- WHAT YOU HAVE TO DO
Please give back word for word the lines of the material below between the line containing "hence an ancestor" and the line containing "if target != from", inclusive.

- INFORMATION SUPPLIED
═══

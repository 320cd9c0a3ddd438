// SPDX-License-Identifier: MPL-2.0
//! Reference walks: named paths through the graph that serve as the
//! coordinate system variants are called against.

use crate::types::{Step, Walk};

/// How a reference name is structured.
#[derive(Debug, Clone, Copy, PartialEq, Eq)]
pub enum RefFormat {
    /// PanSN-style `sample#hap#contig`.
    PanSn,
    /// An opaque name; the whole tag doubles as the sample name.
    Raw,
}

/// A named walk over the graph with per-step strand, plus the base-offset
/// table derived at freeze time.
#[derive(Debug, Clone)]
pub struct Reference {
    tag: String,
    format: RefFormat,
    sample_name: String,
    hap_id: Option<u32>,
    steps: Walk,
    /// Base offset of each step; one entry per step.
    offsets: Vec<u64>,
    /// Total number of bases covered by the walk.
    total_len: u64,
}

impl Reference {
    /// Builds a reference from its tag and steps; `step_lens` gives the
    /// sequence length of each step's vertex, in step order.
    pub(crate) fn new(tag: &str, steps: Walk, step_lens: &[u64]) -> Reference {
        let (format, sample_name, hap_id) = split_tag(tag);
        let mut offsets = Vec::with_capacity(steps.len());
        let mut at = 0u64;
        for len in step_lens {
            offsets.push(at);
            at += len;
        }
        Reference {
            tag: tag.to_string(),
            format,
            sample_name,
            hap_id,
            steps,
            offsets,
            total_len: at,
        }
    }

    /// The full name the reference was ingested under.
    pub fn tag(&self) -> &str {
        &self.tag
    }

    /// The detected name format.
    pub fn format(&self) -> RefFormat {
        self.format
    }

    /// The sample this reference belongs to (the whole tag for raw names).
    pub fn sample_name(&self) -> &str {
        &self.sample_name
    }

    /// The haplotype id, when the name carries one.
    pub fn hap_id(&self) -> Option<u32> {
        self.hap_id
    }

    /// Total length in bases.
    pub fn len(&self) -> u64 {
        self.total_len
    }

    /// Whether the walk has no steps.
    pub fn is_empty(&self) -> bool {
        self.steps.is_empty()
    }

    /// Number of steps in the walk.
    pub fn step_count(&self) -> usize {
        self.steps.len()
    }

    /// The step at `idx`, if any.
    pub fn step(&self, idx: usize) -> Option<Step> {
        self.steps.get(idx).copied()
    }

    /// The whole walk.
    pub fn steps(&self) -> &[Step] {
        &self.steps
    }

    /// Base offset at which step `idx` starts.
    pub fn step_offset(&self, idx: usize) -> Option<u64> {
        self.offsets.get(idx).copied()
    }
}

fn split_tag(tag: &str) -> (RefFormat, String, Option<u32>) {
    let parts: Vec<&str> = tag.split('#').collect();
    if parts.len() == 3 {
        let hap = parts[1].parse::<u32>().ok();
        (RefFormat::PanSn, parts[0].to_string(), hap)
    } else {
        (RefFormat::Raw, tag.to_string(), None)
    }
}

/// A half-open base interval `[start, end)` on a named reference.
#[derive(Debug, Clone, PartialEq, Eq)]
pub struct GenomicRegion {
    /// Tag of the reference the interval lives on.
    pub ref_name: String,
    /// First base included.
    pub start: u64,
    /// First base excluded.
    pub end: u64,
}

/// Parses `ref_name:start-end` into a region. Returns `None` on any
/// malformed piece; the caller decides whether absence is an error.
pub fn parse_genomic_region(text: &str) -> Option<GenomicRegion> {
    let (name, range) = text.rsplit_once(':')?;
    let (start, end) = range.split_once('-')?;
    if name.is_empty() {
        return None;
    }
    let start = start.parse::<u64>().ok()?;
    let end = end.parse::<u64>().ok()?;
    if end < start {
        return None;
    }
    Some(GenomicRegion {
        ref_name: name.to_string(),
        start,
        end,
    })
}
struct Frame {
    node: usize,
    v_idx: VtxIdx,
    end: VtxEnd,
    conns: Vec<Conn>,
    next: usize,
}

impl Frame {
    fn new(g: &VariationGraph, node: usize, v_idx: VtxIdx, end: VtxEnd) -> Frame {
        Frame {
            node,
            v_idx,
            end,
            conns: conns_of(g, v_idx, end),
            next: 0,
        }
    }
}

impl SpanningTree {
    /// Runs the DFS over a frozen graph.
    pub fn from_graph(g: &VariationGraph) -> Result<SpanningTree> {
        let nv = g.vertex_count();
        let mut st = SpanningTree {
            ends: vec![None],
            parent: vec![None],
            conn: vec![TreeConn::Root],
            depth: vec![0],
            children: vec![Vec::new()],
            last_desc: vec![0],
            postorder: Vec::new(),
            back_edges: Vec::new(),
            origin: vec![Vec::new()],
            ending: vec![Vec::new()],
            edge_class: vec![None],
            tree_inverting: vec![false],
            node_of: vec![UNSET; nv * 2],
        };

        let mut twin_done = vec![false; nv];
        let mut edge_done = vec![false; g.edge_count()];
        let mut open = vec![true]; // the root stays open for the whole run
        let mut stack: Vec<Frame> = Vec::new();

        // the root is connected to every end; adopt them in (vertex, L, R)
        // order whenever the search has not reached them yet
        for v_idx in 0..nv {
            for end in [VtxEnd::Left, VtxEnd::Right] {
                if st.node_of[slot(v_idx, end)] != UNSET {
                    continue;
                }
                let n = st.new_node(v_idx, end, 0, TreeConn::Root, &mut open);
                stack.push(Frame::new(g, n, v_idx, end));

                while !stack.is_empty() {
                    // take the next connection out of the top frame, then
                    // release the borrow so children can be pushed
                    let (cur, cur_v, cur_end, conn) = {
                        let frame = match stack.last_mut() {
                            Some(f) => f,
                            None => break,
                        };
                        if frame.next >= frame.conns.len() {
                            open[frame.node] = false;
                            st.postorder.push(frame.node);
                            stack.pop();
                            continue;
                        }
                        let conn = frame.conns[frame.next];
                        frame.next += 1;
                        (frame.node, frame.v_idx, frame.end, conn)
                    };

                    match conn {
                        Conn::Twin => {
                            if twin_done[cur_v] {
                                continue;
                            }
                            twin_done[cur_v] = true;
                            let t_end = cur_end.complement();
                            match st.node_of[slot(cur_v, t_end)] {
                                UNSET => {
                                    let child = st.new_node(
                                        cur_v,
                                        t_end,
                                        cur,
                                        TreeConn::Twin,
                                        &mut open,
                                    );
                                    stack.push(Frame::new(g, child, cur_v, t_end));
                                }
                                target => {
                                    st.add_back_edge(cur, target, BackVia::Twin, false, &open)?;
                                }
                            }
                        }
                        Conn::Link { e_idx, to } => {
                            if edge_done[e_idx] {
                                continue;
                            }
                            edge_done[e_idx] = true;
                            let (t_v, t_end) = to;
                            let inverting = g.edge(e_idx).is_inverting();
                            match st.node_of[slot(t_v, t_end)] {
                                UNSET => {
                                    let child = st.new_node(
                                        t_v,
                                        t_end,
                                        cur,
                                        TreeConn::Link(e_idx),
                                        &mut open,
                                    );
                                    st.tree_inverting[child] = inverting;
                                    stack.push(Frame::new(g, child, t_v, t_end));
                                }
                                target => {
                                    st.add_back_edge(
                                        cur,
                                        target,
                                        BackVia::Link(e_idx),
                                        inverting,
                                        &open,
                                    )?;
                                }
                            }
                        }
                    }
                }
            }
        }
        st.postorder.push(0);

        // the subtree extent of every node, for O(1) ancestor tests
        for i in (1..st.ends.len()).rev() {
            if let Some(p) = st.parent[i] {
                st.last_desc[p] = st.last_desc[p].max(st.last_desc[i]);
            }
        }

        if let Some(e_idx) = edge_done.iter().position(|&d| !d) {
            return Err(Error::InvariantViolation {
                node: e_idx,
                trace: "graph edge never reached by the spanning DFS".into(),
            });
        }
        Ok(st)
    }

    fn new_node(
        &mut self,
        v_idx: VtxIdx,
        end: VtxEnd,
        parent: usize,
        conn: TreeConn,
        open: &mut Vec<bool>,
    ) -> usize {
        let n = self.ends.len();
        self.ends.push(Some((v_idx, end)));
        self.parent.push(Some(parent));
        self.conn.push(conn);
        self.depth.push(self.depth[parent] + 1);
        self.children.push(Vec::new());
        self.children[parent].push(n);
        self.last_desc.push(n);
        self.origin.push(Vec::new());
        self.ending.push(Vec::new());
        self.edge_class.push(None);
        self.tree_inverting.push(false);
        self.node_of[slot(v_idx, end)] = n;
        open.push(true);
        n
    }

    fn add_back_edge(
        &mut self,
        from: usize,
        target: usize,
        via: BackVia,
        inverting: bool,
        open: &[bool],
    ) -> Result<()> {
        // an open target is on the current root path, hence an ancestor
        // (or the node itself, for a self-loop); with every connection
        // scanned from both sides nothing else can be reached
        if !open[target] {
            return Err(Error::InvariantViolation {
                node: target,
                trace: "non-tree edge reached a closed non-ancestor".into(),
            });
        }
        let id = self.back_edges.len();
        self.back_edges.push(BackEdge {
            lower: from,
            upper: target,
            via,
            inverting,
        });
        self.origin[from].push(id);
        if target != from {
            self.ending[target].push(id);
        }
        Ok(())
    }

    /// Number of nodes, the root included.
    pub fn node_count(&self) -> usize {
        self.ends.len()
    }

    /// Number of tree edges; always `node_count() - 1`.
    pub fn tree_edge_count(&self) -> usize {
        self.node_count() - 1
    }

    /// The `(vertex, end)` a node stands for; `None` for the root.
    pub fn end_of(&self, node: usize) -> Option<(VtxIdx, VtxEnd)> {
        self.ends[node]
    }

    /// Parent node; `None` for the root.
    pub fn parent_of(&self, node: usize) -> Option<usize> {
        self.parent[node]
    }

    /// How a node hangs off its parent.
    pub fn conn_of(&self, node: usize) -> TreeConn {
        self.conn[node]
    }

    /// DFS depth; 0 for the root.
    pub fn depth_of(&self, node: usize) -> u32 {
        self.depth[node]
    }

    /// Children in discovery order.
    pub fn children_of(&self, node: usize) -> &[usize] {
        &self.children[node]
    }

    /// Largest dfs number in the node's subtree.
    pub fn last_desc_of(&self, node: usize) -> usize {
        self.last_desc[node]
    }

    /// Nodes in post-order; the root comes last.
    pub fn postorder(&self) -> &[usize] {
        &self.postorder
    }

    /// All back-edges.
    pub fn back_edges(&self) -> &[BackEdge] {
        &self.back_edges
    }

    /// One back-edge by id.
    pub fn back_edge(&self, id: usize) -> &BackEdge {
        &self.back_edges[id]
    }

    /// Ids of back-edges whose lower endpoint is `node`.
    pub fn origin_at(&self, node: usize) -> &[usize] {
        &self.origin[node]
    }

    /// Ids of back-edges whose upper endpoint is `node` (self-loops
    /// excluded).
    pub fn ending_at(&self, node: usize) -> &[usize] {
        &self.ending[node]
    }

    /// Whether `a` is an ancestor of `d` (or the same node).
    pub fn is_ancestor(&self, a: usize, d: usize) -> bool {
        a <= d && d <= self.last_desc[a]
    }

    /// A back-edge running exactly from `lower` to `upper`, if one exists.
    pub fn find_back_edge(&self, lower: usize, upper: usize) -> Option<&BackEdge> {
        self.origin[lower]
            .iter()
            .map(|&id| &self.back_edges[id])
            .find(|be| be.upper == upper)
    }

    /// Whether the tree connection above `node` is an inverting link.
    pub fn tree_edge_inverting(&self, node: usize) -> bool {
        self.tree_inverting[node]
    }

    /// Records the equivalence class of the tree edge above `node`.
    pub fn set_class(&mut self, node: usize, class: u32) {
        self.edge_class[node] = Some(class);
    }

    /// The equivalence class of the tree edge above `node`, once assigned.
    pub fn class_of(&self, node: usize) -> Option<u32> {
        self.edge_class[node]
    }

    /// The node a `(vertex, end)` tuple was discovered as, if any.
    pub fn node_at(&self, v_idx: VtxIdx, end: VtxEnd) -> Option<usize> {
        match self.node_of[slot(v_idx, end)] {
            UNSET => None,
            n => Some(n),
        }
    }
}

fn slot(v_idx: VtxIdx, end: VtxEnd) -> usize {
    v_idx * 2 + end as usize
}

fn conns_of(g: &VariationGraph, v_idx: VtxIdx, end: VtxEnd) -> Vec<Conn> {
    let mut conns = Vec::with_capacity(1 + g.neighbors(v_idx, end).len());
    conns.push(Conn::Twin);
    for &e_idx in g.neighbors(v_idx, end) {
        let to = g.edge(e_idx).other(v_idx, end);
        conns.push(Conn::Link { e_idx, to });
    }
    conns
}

═══

- ANSWER SECTION
        // an open target is on the current root path, hence an ancestor
        // (or the node itself, for a self-loop); with every connection
        // scanned from both sides nothing else can be reached
        if !open[target] {
            return Err(Error::InvariantViolation {
                node: target,
                trace: "non-tree edge reached a closed non-ancestor".into(),
            });
        }
        let id = self.back_edges.len();
        self.back_edges.push(BackEdge {
            lower: from,
            upper: target,
            via,
            inverting,
        });
        self.origin[from].push(id);
        if target != from {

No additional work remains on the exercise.